At the beginning of this week I looked at jsonify. Didn't I have a local copy of my website on my laptop, with collective.jsonify installed? No! And it was not installed on the live site either. And installation would be hard, because the site uses Python 2.4, and currently you cannot even reach PyPI with older versions of Python 2.7.

Mildly panicked, I started on a custom script to export the content, still as json. Some details aside, this actually was not so hard. I looked at what collective.exportimport expected, and created the Python list of dictionaries accordingly. Then do a simple json.dumps() call and you are done. Except that this gave an ImportError: the json module is not available in Python 2.4. Okay, install simplejson package. But you need PyPI access for that, which does not work. Workaround:

  • Manually download an egg of Python 2.4-compatible simplejson 1.7 and save it in the buildout directory.
  • cp bin/instance bin/instance-json
  • Edit the new script and add the simplejson egg to the system path.
  • bin/instance-json run export_mvrsite25.py

After that, it was not too hard anymore. I used plonecli to create a new add-on with Plone 6.0.0a1. I actually do not yet use the add-on code, except for loading a minor patch that I added, but this gave a reasonable, modern Plone 6 buildout. Create a Classic Plone site, tweak a few settings (let Folder use folder_workflow, allow English and Dutch, navigation depth 1, enable syndication, configure caching and mail), import the content with collective.exportimport, edit a bit, and done.

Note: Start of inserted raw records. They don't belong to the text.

/// Places one absolutely positioned child against the parent's padding box
#[allow(clippy::too_many_arguments)]
fn place_absolute(
  child: &Node,
  parent_style: &Style,
  metrics: &BoxMetrics,
  parent_size: Size,
  inputs: &LayoutInputs,
  edge_map: bool,
  axes: FlexAxes,
  ctx: &mut LayoutContext,
) {
  let cs = child.inner().style;
  let pad_origin = Point::new(metrics.border.left, metrics.border.top);
  let pad_w = (parent_size.width - metrics.border.horizontal()).max(0.0);
  let pad_h = (parent_size.height - metrics.border.vertical()).max(0.0);

  let cm = BoxMetrics::compute(&cs, Some(pad_w), edge_map);
  let offsets = resolve_offsets(&cs.position, Some(pad_w), Some(pad_h), edge_map);

  let min_w = cs.min_width.resolve(Some(pad_w));
  let max_w = cs.max_width.resolve(Some(pad_w));
  let min_h = cs.min_height.resolve(Some(pad_h));
  let max_h = cs.max_height.resolve(Some(pad_h));

  let styled_w = cs.width.resolve(Some(pad_w));
  let styled_h = cs.height.resolve(Some(pad_h));
  let (styled_w, styled_h) = apply_aspect_ratio(styled_w, styled_h, cs.aspect_ratio);

  // Both opposing offsets set with an auto size: stretch between them.
  let mut width = styled_w;
  if width.is_none() {
    if let (Some(left), Some(right)) = (offsets.left, offsets.right) {
      width = Some((pad_w - left - right - cm.margin.horizontal()).max(0.0));
    }
  }
  let mut height = styled_h;
  if height.is_none() {
    if let (Some(top), Some(bottom)) = (offsets.top, offsets.bottom) {
      height = Some((pad_h - top - bottom - cm.margin.vertical()).max(0.0));
    }
  }
  let (width, height) = apply_aspect_ratio(width, height, cs.aspect_ratio);

  let size = if width.is_none() || height.is_none() {
    let wc = match width {
      Some(w) => Constraint::Exact(w),
      None => Constraint::AtMost((pad_w - cm.margin.horizontal()).max(0.0)),
    };
    let hc = match height {
      Some(h) => Constraint::Exact(h),
      None => Constraint::AtMost((pad_h - cm.margin.vertical()).max(0.0)),
    };
    let measured = layout_node(
      child,
      &LayoutInputs {
        width: wc,
        height: hc,
        owner_width: Some(pad_w),
        owner_height: Some(pad_h),
        direction: inputs.direction,
        mode: LayoutMode::ComputeSize,
        origin: Point::ZERO,
      },
      ctx,
    );
    Size::new(
      width.unwrap_or(measured.width),
      height.unwrap_or(measured.height),
    )
  } else {
    Size::new(width.unwrap_or(0.0), height.unwrap_or(0.0))
  };
  let size = Size::new(
    clamp_with_order(size.width, min_w, max_w).max(0.0),
    clamp_with_order(size.height, min_h, max_h).max(0.0),
  );

  let align = if cs.align_self == Align::Auto {
    parent_style.align_items
  } else {
    cs.align_self
  };
  let free_x = pad_w - size.width - cm.margin.horizontal();
  let free_y = pad_h - size.height - cm.margin.vertical();

  let x = if let Some(left) = offsets.left {
    pad_origin.x + left + cm.margin.left
  } else if let Some(right) = offsets.right {
    pad_origin.x + pad_w - right - size.width - cm.margin.right
  } else {
    let fallback = if axes.main_horizontal() {
      justify_fallback(parent_style.justify_content, free_x, axes.main_reversed())
    } else {
      align_fallback(align, free_x)
    };
    pad_origin.x + cm.margin.left + fallback
  };
  let y = if let Some(top) = offsets.top {
    pad_origin.y + top + cm.margin.top
  } else if let Some(bottom) = offsets.bottom {
    pad_origin.y + pad_h - bottom - size.height - cm.margin.bottom
  } else {
    let fallback = if axes.main_horizontal() {
      align_fallback(align, free_y)
    } else {
      justify_fallback(parent_style.justify_content, free_y, axes.main_reversed())
    };
    pad_origin.y + cm.margin.top + fallback
  };

  let rel = Point::new(x, y);
  layout_node(
    child,
    &LayoutInputs {
      width: Constraint::Exact(size.width),
      height: Constraint::Exact(size.height),
      owner_width: Some(pad_w),
      owner_height: Some(pad_h),
      direction: inputs.direction,
      mode: LayoutMode::PerformLayout,
      origin: inputs.origin.translate(rel),
    },
    ctx,
  );
  child.inner_mut().state.origin = rel;
}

The weblog now consists of standard Folders and Pages. To improve the view, I added a Collection, showing the latest pages first, and showing all content of the last seven blogs. I enabled syndication here, so it has an RSS/atom feed.

The weblog has always advertised two atom feeds:

  1. One for all weblog entries, at https://maurits.vanrees.org/weblog/atom.xml
  2. One for weblog entries with keyword 'plone' at https://maurits.vanrees.org/weblog/topics/plone/@@atom.xml

In the new site, the first one kind-of worked out of the box, but it only showed the items that were directly in the weblog folder, and this is not where my weblog entries are. I solved this with a patch to Products.CMFPlone.browser.syndication.views.FeedView: when atom.xml is viewed on a folder, check if it has a default page, and show the atom.xml of this default page instead. In this case, the default page is a Collection with the correct settings. So the general feed will keep working.

For the second one, my first idea was to create a folder 'topics' and within it a Collection with id 'plone'. Problem: 'plone' is a reserved word and cannot be used as id of a content item, so the id became 'plone-1'. Solution here: create the 'plone-1' collection directly in the weblog folder, and do a redirect in the frontend server (nginx):

 rewrite ^/weblog/topics/plone/@@atom.xml /weblog/plone-1/atom.xml last;

And that's it! My website is now on Plone 6.0.0a1:

Screenshot of Site overview in new site.

There are some more details that I could go into, like splitting up the buildout into multiple parts, with tox as main way to build everything, in preparation for moving more and more parts to pip-only. But that will have to be for another time.

Meanwhile: have a look around, and enjoy the fresh look!